Production of any kind, in any industry, has the capacity to become convoluted, disorganized, and inefficient if not properly managed. The Massachusetts Institute of Technology (MIT) in 2009 in a news post titled “Manufacturing inefficiency” (ref 3) described “modern manufacturing” as “spectacularly inefficient in their use of energy and materials,” citing MIT analysis of energy use of 20 major manufacturing processes that revealed “manufacturing systems […to be] anywhere from 1,000 to one million times bigger consumers of energy, per pound of output, than more traditional industries” and exhibiting “disparate processes” at first blush.
An example the MIT story offers to contextualize manufacturing inefficiency is solar panel manufacturing, which it calls “inherently” inefficient, with methods then that presented an inverse relationship where “the ratio of the energy the panel would produce over its useful lifetime” was lower than “the energy required to manufacture it.” What’s worse, 14 years from the MIT story, solar field installations remain a unique challenge that present operators many inefficiencies stemming from torque variances, a recent whitepaper produced by Milwaukee Tool found. Thankfully, new-to-world solutions like TORQUE-SENSE™ on M18 FUEL™ Controlled Torque Impact Wrenches help deliver greater torque repeatability through proprietary sensors and machine learning algorithms—while utilization data (courtesy of onboard IoT sensors) ensures every trigger pull is recorded, and data can be downloaded for customizable reporting to ensure confident installation.
What’s more, since the MIT story digital twin technology has emerged to empower factory operations managers with a holistic, real-time view of production facilities complete with predictive analytics powered by artificial intelligence and IoT sensors that can simulate real-world equipment and sense equipment failure before wreaking production-halting havoc.
Another production inefficiency occurs due to inventory mismanagement (e.g., bad inventory data), which plagues 51% of records of retail firms (ref 10) and has a “significant impact on performance.” In construction, bad inventory data and management can lead to construction downtime and has led to company profits declining by as devastating as 82%, as was the case for a Zimbabwe-based builder supply company (ref 7).
How might construction companies reduce inefficiency to drive greater operational results and profitability, then? One way is to decrease project inefficiency by focusing on increasing construction productivity through digitization.
A 2016 article by McKinsey (ref 1) pegged construction among the least digitized, rife with disjointed processes and inefficiencies that are primary culprits to less-than-favorable productivity outcomes. I wrote in 2022 (ref 6) how far the industry has come since McKinsey’s 2016 outlook, as well as outlining opportunities and challenges. McKinsey’s recent findings (ref a) estimated $50 billion to be invested in AEC tech between 2020 to 2022, 85% higher than the previous three years. Construction digitization and interoperability play a critical role in decreasing process inefficiencies and bad data, ensuring processes across the entire construction ecosystem are standardized and integrated (so that project managers get real-time inventory alerts, as an example).

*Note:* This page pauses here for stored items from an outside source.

//! Generation pipeline orchestration for genpipe.
//!
//! This crate turns an intent into a validated artifact: it normalizes the
//! discovered sources ([`adapter`]), assembles per-session knowledge
//! ([`knowledge`]), drives the design and build stages through a bounded,
//! state-machine-based retry loop ([`orchestrator`]) with a deterministic
//! fallback ([`legacy`]), and checks the result ([`validator`]).

pub mod adapter;
pub mod knowledge;
pub mod legacy;
pub mod orchestrator;
pub mod pipeline;
pub mod remote;
pub mod stages;
pub mod validator;

pub use adapter::{NormalizeOutcome, normalize, normalize_one, normalize_raw};
pub use knowledge::{
    DataContext, KnowledgeAssembler, KnowledgeBundle, KnowledgeCache, KnowledgeCategory,
    KnowledgeStore, KnowledgeView, StaticKnowledgeStore, view_for,
};
pub use legacy::{LegacyGenerator, LegacyPath};
pub use orchestrator::{
    DecisionPolicy, DefaultPolicy, GenerationResult, MAX_BUILD_ATTEMPTS, MAX_DESIGN_ITERATIONS,
    Orchestrator, OrchestratorState, SessionSink, StateMachine, TransitionRecord,
};
pub use pipeline::{GenerateRequest, ProgressReporter, SilentProgress, generate, load_descriptors};
pub use remote::{HttpGenerationStage, HttpKnowledgeStore};
pub use stages::{
    ActionKind, Artifact, BuildStage, ComponentKind, ComponentSpec, DesignSpec, DesignStage,
    EvaluationResult, Evaluator, IssueKind, Origin, PipelineIssue, Requirements, Stage,
    StructuralEvaluator,
};
pub use validator::{ConflictKind, RuntimeConflict, Severity, Validator, ValidatorOptions};
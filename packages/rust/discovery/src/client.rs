//! Semantic discovery client over the vector index and metadata provider.
//!
//! Every call is blocking on an external service, carries its own timeout, and
//! is recorded through the optional [`DiscoveryTracker`]. Failures never reach
//! the caller: search errors yield an empty list, lookups yield `None`, and
//! the orchestrator decides what a gap means.

use std::collections::BTreeMap;
use std::future::Future;
use std::sync::Arc;
use std::time::Duration;

use async_trait::async_trait;
use serde::{Deserialize, Serialize};
use tracing::{debug, info, instrument, warn};

use genpipe_shared::{
    AttemptErrorKind, DiscoveryConfig, GenPipeError, RawSourceDescriptor, Result, SourceDescriptor,
    SourceRef, SourceShape,
};

use crate::instrumentation::DiscoveryTracker;

/// Default timeout in seconds for one discovery RPC.
const DEFAULT_TIMEOUT_SECS: u64 = 15;

// ---------------------------------------------------------------------------
// Collaborator contracts
// ---------------------------------------------------------------------------

/// One raw hit from the vector index.
#[derive(Debug, Clone, PartialEq, Serialize, Deserialize)]
pub struct SearchHit {
    pub id: String,
    pub score: f32,
    #[serde(default)]
    pub metadata: serde_json::Value,
}

/// Column-level schema for a source.
#[derive(Debug, Clone, Default, PartialEq, Serialize, Deserialize)]
pub struct Schema {
    pub columns: Vec<String>,
    #[serde(default)]
    pub row_count: u64,
    #[serde(default)]
    pub dtypes: BTreeMap<String, String>,
    #[serde(default)]
    pub sample: Vec<serde_json::Value>,
}

/// Processing pipeline status for a source.
#[derive(Debug, Clone, PartialEq, Serialize, Deserialize)]
pub struct ProcessingStatus {
    #[serde(default)]
    pub stages: Vec<String>,
    #[serde(default)]
    pub files_by_stage: BTreeMap<String, u64>,
    pub overall_status: String,
}

/// Vector/semantic index. Must return an empty list, not an error, on no match.
#[async_trait]
pub trait VectorIndex: Send + Sync {
    async fn search(&self, text: &str, top_k: usize) -> Result<Vec<SearchHit>>;
}

/// Schema/status provider backed by the file-parsing layer.
#[async_trait]
pub trait MetadataProvider: Send + Sync {
    async fn schema(&self, source_id: &str) -> Result<Option<Schema>>;
    async fn status(&self, source_id: &str) -> Result<Option<ProcessingStatus>>;
    async fn descriptor(&self, source_id: &str) -> Result<Option<RawSourceDescriptor>>;
}

// ---------------------------------------------------------------------------
// Client output
// ---------------------------------------------------------------------------

/// A ranked discovery candidate.
#[derive(Debug, Clone, PartialEq, Serialize, Deserialize)]
pub struct SourceCandidate {
    pub id: String,
    pub relevance: f32,
    #[serde(default)]
    pub metadata: serde_json::Value,
}

impl SourceCandidate {
    pub fn to_source_ref(&self) -> SourceRef {
        SourceRef {
            id: self.id.clone(),
            name: self
                .metadata
                .get("label")
                .and_then(|v| v.as_str())
                .map(String::from),
        }
    }
}

/// Everything discovered about one candidate.
#[derive(Debug, Clone, Serialize)]
pub struct DiscoveredSource {
    pub candidate: SourceCandidate,
    /// Only fetched for candidates inside the schema window.
    pub schema: Option<Schema>,
    pub status: Option<ProcessingStatus>,
    pub descriptor: Option<SourceDescriptor>,
}

/// Output of [`DiscoveryClient::discover`]. Contains every candidate.
#[derive(Debug, Clone, Default, Serialize)]
pub struct DiscoveryReport {
    pub query: String,
    pub sources: Vec<DiscoveredSource>,
}

impl DiscoveryReport {
    pub fn is_empty(&self) -> bool {
        self.sources.is_empty()
    }

    /// Raw descriptors keyed by source id, ready for normalization.
    pub fn descriptors(&self) -> BTreeMap<String, SourceDescriptor> {
        self.sources
            .iter()
            .filter_map(|s| s.descriptor.clone().map(|d| (d.id.clone(), d)))
            .collect()
    }
}

// ---------------------------------------------------------------------------
// Options
// ---------------------------------------------------------------------------

/// Configuration for one discovery pass.
#[derive(Debug, Clone)]
pub struct DiscoveryOptions {
    pub top_k: usize,
    pub min_relevance: f32,
    /// Number of top-ranked candidates that get a schema lookup.
    pub schema_window: usize,
}

impl Default for DiscoveryOptions {
    fn default() -> Self {
        Self::from(&DiscoveryConfig::default())
    }
}

impl From<&DiscoveryConfig> for DiscoveryOptions {
    fn from(config: &DiscoveryConfig) -> Self {
        Self {
            top_k: config.top_k,
            min_relevance: config.min_relevance,
            schema_window: config.schema_window,
        }
    }
}

// ---------------------------------------------------------------------------
// Ranking
// ---------------------------------------------------------------------------

/// Keep the best score per id, drop hits below `min_relevance`, sort by
/// relevance descending then id ascending, and keep the first `top_k`.
pub fn rank_candidates(hits: Vec<SearchHit>, top_k: usize, min_relevance: f32) -> Vec<SourceCandidate> {
    let mut best: BTreeMap<String, SearchHit> = BTreeMap::new();
    for hit in hits {
        if hit.score.is_nan() || hit.score < min_relevance {
            continue;
        }
        match best.get(&hit.id) {
            Some(existing) if existing.score >= hit.score => {}
            _ => {
                best.insert(hit.id.clone(), hit);
            }
        }
    }

    let mut ranked: Vec<SourceCandidate> = best
        .into_values()
        .map(|h| SourceCandidate {
            id: h.id,
            relevance: h.score,
            metadata: h.metadata,
        })
        .collect();
    ranked.sort_by(|a, b| {
        b.relevance
            .total_cmp(&a.relevance)
            .then_with(|| a.id.cmp(&b.id))
    });
    ranked.truncate(top_k);
    ranked
}

// ---------------------------------------------------------------------------
// Client
// ---------------------------------------------------------------------------

/// Thin, failure-tolerant wrapper over the discovery collaborators.
#[derive(Clone)]
pub struct DiscoveryClient {
    index: Arc<dyn VectorIndex>,
    metadata: Arc<dyn MetadataProvider>,
    timeout: Duration,
    tracker: Option<DiscoveryTracker>,
}

impl DiscoveryClient {
    pub fn new(index: Arc<dyn VectorIndex>, metadata: Arc<dyn MetadataProvider>) -> Self {
        Self {
            index,
            metadata,
            timeout: Duration::from_secs(DEFAULT_TIMEOUT_SECS),
            tracker: None,
        }
    }

    pub fn with_timeout(mut self, timeout: Duration) -> Self {
        self.timeout = timeout;
        self
    }

    /// Record every call into `tracker`.
    pub fn with_tracker(mut self, tracker: DiscoveryTracker) -> Self {
        self.tracker = Some(tracker);
        self
    }

    async fn call<T>(&self, operation: &str, fut: impl Future<Output = Result<T>>) -> Result<T> {
        match tokio::time::timeout(self.timeout, fut).await {
            Ok(result) => result,
            Err(_) => Err(GenPipeError::timeout(operation, self.timeout)),
        }
    }

    fn tracker(&self) -> DiscoveryTracker {
        // Untracked clients record into a throwaway tracker.
        self.tracker.clone().unwrap_or_default()
    }

    /// Ranked candidates for a free-text query. Empty on any failure.
    #[instrument(skip(self))]
    pub async fn find_sources(&self, query: &str, top_k: usize, min_relevance: f32) -> Vec<SourceCandidate> {
        let attempt = self.tracker().track("find_sources", query, None);

        match self.call("search", self.index.search(query, top_k)).await {
            Ok(hits) => {
                let raw = hits.len();
                let ranked = rank_candidates(hits, top_k, min_relevance);
                debug!(raw, kept = ranked.len(), "search results ranked");
                if ranked.is_empty() {
                    attempt.fail(
                        AttemptErrorKind::NotFound,
                        format!("no candidates at relevance >= {min_relevance}"),
                    );
                } else {
                    attempt.succeed(ranked.len());
                }
                ranked
            }
            Err(e) => {
                warn!(error = %e, "vector search failed, returning no candidates");
                attempt.fail_with(&e);
                Vec::new()
            }
        }
    }

    /// Schema for a source, or `None` when absent or unavailable.
    pub async fn get_schema(&self, source_id: &str) -> Option<Schema> {
        let attempt = self.tracker().track("get_schema", source_id, None);
        match self.call("schema", self.metadata.schema(source_id)).await {
            Ok(Some(schema)) => {
                attempt.succeed(schema.columns.len());
                Some(schema)
            }
            Ok(None) => {
                attempt.fail(AttemptErrorKind::NotFound, "no schema");
                None
            }
            Err(e) => {
                warn!(source_id, error = %e, "schema lookup failed");
                attempt.fail_with(&e);
                None
            }
        }
    }

    /// Processing status for a source, or `None` when absent or unavailable.
    pub async fn get_status(&self, source_id: &str) -> Option<ProcessingStatus> {
        let mut attempt = self.tracker().track("get_status", source_id, None);
        match self.call("status", self.metadata.status(source_id)).await {
            Ok(Some(status)) => {
                for stage in status.files_by_stage.keys() {
                    attempt.searched(stage.clone());
                }
                attempt.succeed(status.stages.len());
                Some(status)
            }
            Ok(None) => {
                attempt.fail(AttemptErrorKind::NotFound, "no status");
                None
            }
            Err(e) => {
                warn!(source_id, error = %e, "status lookup failed");
                attempt.fail_with(&e);
                None
            }
        }
    }

    /// Typed descriptor for a source. Payloads with neither shape are
    /// recorded as a pattern mismatch and dropped.
    pub async fn get_descriptor(&self, source_id: &str, expected_location: Option<&str>) -> Option<SourceDescriptor> {
        let mut attempt = self.tracker().track("get_descriptor", source_id, expected_location);
        if let Some(expected) = expected_location {
            attempt.expect_location(expected);
        }

        let raw = match self.call("descriptor", self.metadata.descriptor(source_id)).await {
            Ok(Some(raw)) => raw,
            Ok(None) => {
                attempt.fail(AttemptErrorKind::NotFound, "no descriptor");
                return None;
            }
            Err(e) => {
                warn!(source_id, error = %e, "descriptor lookup failed");
                attempt.fail_with(&e);
                return None;
            }
        };

        match SourceDescriptor::from_raw(source_id, raw) {
            Ok(descriptor) => {
                let locations = descriptor_locations(&descriptor);
                for loc in &locations {
                    attempt.searched(loc.clone());
                }
                if let Some(first) = locations.first() {
                    attempt.found_location(first.clone());
                }
                attempt.succeed(locations.len());
                Some(descriptor)
            }
            Err(e) => {
                warn!(source_id, error = %e, "descriptor has no recognizable shape");
                attempt.fail_with(&e);
                None
            }
        }
    }

    /// Rank candidates for `query` and describe every one of them.
    ///
    /// Schemas are fetched only for the first `schema_window` candidates, but
    /// every ranked candidate is returned.
    #[instrument(skip(self, opts), fields(query = %query))]
    pub async fn discover(&self, query: &str, opts: &DiscoveryOptions) -> DiscoveryReport {
        let candidates = self.find_sources(query, opts.top_k, opts.min_relevance).await;
        let report = self.describe(query, candidates, opts.schema_window).await;
        info!(found = report.sources.len(), "semantic discovery complete");
        report
    }

    /// Describe sources the router already chose, bypassing the index.
    pub async fn describe_routed(&self, intent: &str, sources: &[SourceRef], opts: &DiscoveryOptions) -> DiscoveryReport {
        let candidates = sources
            .iter()
            .map(|s| SourceCandidate {
                id: s.id.clone(),
                relevance: 1.0,
                metadata: serde_json::json!({ "routed": true }),
            })
            .collect();
        self.describe(intent, candidates, opts.schema_window).await
    }

    async fn describe(&self, query: &str, candidates: Vec<SourceCandidate>, schema_window: usize) -> DiscoveryReport {
        let mut sources = Vec::with_capacity(candidates.len());
        // Sequential; the provider is never called speculatively.
        for (rank, candidate) in candidates.into_iter().enumerate() {
            let schema = if rank < schema_window {
                self.get_schema(&candidate.id).await
            } else {
                None
            };
            let status = self.get_status(&candidate.id).await;
            let descriptor = self.get_descriptor(&candidate.id, None).await;
            sources.push(DiscoveredSource {
                candidate,
                schema,
                status,
                descriptor,
            });
        }

        DiscoveryReport {
            query: query.to_string(),
            sources,
        }
    }
}

fn descriptor_locations(descriptor: &SourceDescriptor) -> Vec<String> {
    match &descriptor.shape {
        SourceShape::Flat(flat) => match &flat.all_locations {
            Some(all) => all.keys().cloned().collect(),
            None if !flat.location.is_empty() => vec![flat.location.clone()],
            None => Vec::new(),
        },
        SourceShape::Layered(layered) => layered.directory_structure.keys().cloned().collect(),
    }
}
//! HTTP-backed implementations of the discovery collaborators.
//!
//! - `POST {index}/search` with `{"text", "top_k"}` returns `[SearchHit]`
//! - `GET {metadata}/sources/{id}/schema|status|descriptor` returns the
//!   matching JSON document; 404 means "absent", not an error

use std::time::Duration;

use async_trait::async_trait;
use reqwest::{Client, StatusCode};
use serde::Serialize;
use serde::de::DeserializeOwned;
use tracing::{debug, instrument};
use url::Url;

use genpipe_shared::{GenPipeError, RawSourceDescriptor, Result};

use crate::client::{MetadataProvider, ProcessingStatus, Schema, SearchHit, VectorIndex};

/// User-Agent string for collaborator requests.
const USER_AGENT: &str = concat!("genpipe/", env!("CARGO_PKG_VERSION"));

/// Build a reqwest client with the given request timeout.
pub fn build_client(timeout: Duration) -> Result<Client> {
    Client::builder()
        .user_agent(USER_AGENT)
        .timeout(timeout)
        .build()
        .map_err(|e| GenPipeError::Network(format!("failed to build HTTP client: {e}")))
}

fn endpoint(base: &Url, path: &str) -> String {
    format!("{}/{}", base.as_str().trim_end_matches('/'), path)
}

// ---------------------------------------------------------------------------
// Vector index
// ---------------------------------------------------------------------------

#[derive(Serialize)]
struct SearchRequest<'a> {
    text: &'a str,
    top_k: usize,
}

/// Vector index reached over HTTP.
#[derive(Debug, Clone)]
pub struct HttpVectorIndex {
    client: Client,
    base: Url,
}

impl HttpVectorIndex {
    pub fn new(base: Url, timeout: Duration) -> Result<Self> {
        Ok(Self {
            client: build_client(timeout)?,
            base,
        })
    }
}

#[async_trait]
impl VectorIndex for HttpVectorIndex {
    #[instrument(skip(self), fields(base = %self.base))]
    async fn search(&self, text: &str, top_k: usize) -> Result<Vec<SearchHit>> {
        let url = endpoint(&self.base, "search");
        let response = self
            .client
            .post(&url)
            .json(&SearchRequest { text, top_k })
            .send()
            .await
            .map_err(|e| GenPipeError::Network(format!("{url}: {e}")))?;

        // An index with nothing indexed yet may answer 404.
        if response.status() == StatusCode::NOT_FOUND {
            debug!(%url, "search endpoint returned 404, treating as no hits");
            return Ok(Vec::new());
        }
        let status = response.status();
        if !status.is_success() {
            return Err(GenPipeError::Network(format!("{url}: HTTP {status}")));
        }

        response
            .json::<Vec<SearchHit>>()
            .await
            .map_err(|e| GenPipeError::parse(format!("{url}: invalid search response: {e}")))
    }
}

// ---------------------------------------------------------------------------
// Metadata provider
// ---------------------------------------------------------------------------

/// Schema/status/descriptor provider reached over HTTP.
#[derive(Debug, Clone)]
pub struct HttpMetadataProvider {
    client: Client,
    base: Url,
}

impl HttpMetadataProvider {
    pub fn new(base: Url, timeout: Duration) -> Result<Self> {
        Ok(Self {
            client: build_client(timeout)?,
            base,
        })
    }

    /// `{base}/sources/{id}/{document}`, with the id as one encoded segment.
    fn document_url(&self, source_id: &str, document: &str) -> Result<Url> {
        let mut url = self.base.clone();
        url.path_segments_mut()
            .map_err(|_| GenPipeError::config(format!("metadata url cannot take a path: {}", self.base)))?
            .pop_if_empty()
            .extend(["sources", source_id, document]);
        Ok(url)
    }

    async fn fetch<T: DeserializeOwned>(&self, source_id: &str, document: &str) -> Result<Option<T>> {
        let url = self.document_url(source_id, document)?;
        let response = self
            .client
            .get(url.clone())
            .send()
            .await
            .map_err(|e| GenPipeError::Network(format!("{url}: {e}")))?;

        let status = response.status();
        if status == StatusCode::NOT_FOUND {
            return Ok(None);
        }
        if !status.is_success() {
            return Err(GenPipeError::Network(format!("{url}: HTTP {status}")));
        }

        response
            .json::<T>()
            .await
            .map(Some)
            .map_err(|e| GenPipeError::parse(format!("{url}: invalid {document} document: {e}")))
    }
}

#[async_trait]
impl MetadataProvider for HttpMetadataProvider {
    async fn schema(&self, source_id: &str) -> Result<Option<Schema>> {
        self.fetch(source_id, "schema").await
    }

    async fn status(&self, source_id: &str) -> Result<Option<ProcessingStatus>> {
        self.fetch(source_id, "status").await
    }

    async fn descriptor(&self, source_id: &str) -> Result<Option<RawSourceDescriptor>> {
        self.fetch(source_id, "descriptor").await
    }
}

#[cfg(test)]
mod tests {
    use super::*;
    use crate::client::{DiscoveryClient, DiscoveryOptions};
    use crate::instrumentation::DiscoveryTracker;
    use std::sync::Arc;
    use wiremock::matchers::{body_json, method, path};
    use wiremock::{Mock, MockServer, ResponseTemplate};

    fn timeout() -> Duration {
        Duration::from_secs(5)
    }

    #[tokio::test]
    async fn search_posts_query_and_parses_hits() {
        let server = MockServer::start().await;

        Mock::given(method("POST"))
            .and(path("/search"))
            .and(body_json(serde_json::json!({"text": "permian oil", "top_k": 3})))
            .respond_with(ResponseTemplate::new(200).set_body_json(serde_json::json!([
                {"id": "rrc", "score": 0.91, "metadata": {"label": "Railroad Commission"}},
                {"id": "eia", "score": 0.42}
            ])))
            .mount(&server)
            .await;

        let index = HttpVectorIndex::new(Url::parse(&server.uri()).unwrap(), timeout()).unwrap();
        let hits = index.search("permian oil", 3).await.unwrap();
        assert_eq!(hits.len(), 2);
        assert_eq!(hits[0].id, "rrc");
        assert!(hits[1].metadata.is_null());
    }

    #[tokio::test]
    async fn search_server_error_is_network_error() {
        let server = MockServer::start().await;
        Mock::given(method("POST"))
            .and(path("/search"))
            .respond_with(ResponseTemplate::new(503))
            .mount(&server)
            .await;

        let index = HttpVectorIndex::new(Url::parse(&server.uri()).unwrap(), timeout()).unwrap();
        let err = index.search("oil", 3).await.unwrap_err();
        assert!(matches!(err, GenPipeError::Network(_)));
    }

    #[tokio::test]
    async fn metadata_404_is_absent() {
        let server = MockServer::start().await;
        Mock::given(method("GET"))
            .and(path("/sources/ghost/schema"))
            .respond_with(ResponseTemplate::new(404))
            .mount(&server)
            .await;

        let provider =
            HttpMetadataProvider::new(Url::parse(&server.uri()).unwrap(), timeout()).unwrap();
        assert!(provider.schema("ghost").await.unwrap().is_none());
    }

    #[tokio::test]
    async fn source_ids_are_encoded_as_one_segment() {
        let server = MockServer::start().await;
        Mock::given(method("GET"))
            .and(path("/meta/sources/wells%2F2023%3Fx%23y/schema"))
            .respond_with(ResponseTemplate::new(200).set_body_json(serde_json::json!({
                "columns": ["api_no"]
            })))
            .expect(1)
            .mount(&server)
            .await;

        let base = Url::parse(&format!("{}/meta/", server.uri())).unwrap();
        let provider = HttpMetadataProvider::new(base, timeout()).unwrap();
        let schema = provider.schema("wells/2023?x#y").await.unwrap().unwrap();
        assert_eq!(schema.columns, vec!["api_no"]);
    }

    #[tokio::test]
    async fn descriptor_fixture_served_over_http() {
        let server = MockServer::start().await;
        let fixture = std::fs::read_to_string("../../../fixtures/sources/descriptors.fixture.json")
            .expect("read descriptor fixture");
        let all: serde_json::Value = serde_json::from_str(&fixture).unwrap();

        Mock::given(method("GET"))
            .and(path("/sources/fracfocus/descriptor"))
            .respond_with(ResponseTemplate::new(200).set_body_json(all["fracfocus"].clone()))
            .mount(&server)
            .await;

        let provider =
            HttpMetadataProvider::new(Url::parse(&server.uri()).unwrap(), timeout()).unwrap();
        let raw = provider.descriptor("fracfocus").await.unwrap().unwrap();
        assert!(raw.directory_structure.is_some());
    }

    #[tokio::test]
    async fn client_over_http_end_to_end() {
        let server = MockServer::start().await;

        Mock::given(method("POST"))
            .and(path("/search"))
            .respond_with(ResponseTemplate::new(200).set_body_json(serde_json::json!([
                {"id": "rrc", "score": 0.9}
            ])))
            .mount(&server)
            .await;
        Mock::given(method("GET"))
            .and(path("/sources/rrc/schema"))
            .respond_with(ResponseTemplate::new(200).set_body_json(serde_json::json!({
                "columns": ["county", "oil_bbl"],
                "row_count": 1843220
            })))
            .mount(&server)
            .await;
        Mock::given(method("GET"))
            .and(path("/sources/rrc/status"))
            .respond_with(ResponseTemplate::new(500))
            .mount(&server)
            .await;
        Mock::given(method("GET"))
            .and(path("/sources/rrc/descriptor"))
            .respond_with(ResponseTemplate::new(200).set_body_json(serde_json::json!({
                "file_count": 3,
                "location": "data/processed/rrc"
            })))
            .mount(&server)
            .await;

        let base = Url::parse(&server.uri()).unwrap();
        let tracker = DiscoveryTracker::new();
        let client = DiscoveryClient::new(
            Arc::new(HttpVectorIndex::new(base.clone(), timeout()).unwrap()),
            Arc::new(HttpMetadataProvider::new(base, timeout()).unwrap()),
        )
        .with_tracker(tracker.clone());

        let report = client.discover("oil wells", &DiscoveryOptions::default()).await;
        assert_eq!(report.sources.len(), 1);
        let rrc = &report.sources[0];
        assert_eq!(rrc.schema.as_ref().unwrap().row_count, 1843220);
        assert!(rrc.status.is_none());
        assert!(rrc.descriptor.is_some());

        let session = tracker.end_session();
        assert_eq!(session.total_attempts(), 4);
        assert_eq!(session.failed_attempts(), 1);
    }
}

Another way to reduce process inefficiencies in construction is through a process called inventory kitting, which we’ll turn our attention to in this article.
The Oxford English Dictionary (OED) refers to kitting in the verb form, “kit,” meaning to “equip (someone or something) with a uniform, an outfit, personal effects, equipment, etc.” They trace the first use of the term “kitting” to the 1700s in the writings of naturalist writer and traveler Thomas Pennant but also note that a noun form of the word “kitting” was recorded as early as the Middle English period (1150—1500).
Manufacturing company, AMS, defines kitting as “the process of gathering and combining a collection of goods or SKUs together to create a new SKU” where multiple SKUs are “combined into the same box,” used primarily by companies as a method to “enhance their order fulfillment operations by reducing lead time, cost, and mistakes.”
Kitting in supply chain across industries (e.g., ecommerce, retail, manufacturing, warehousing, even used by construction inventory managers) is used to gather and group like items into a coherent collection or “kit” for more efficient fulfillment, distribution, and tracking.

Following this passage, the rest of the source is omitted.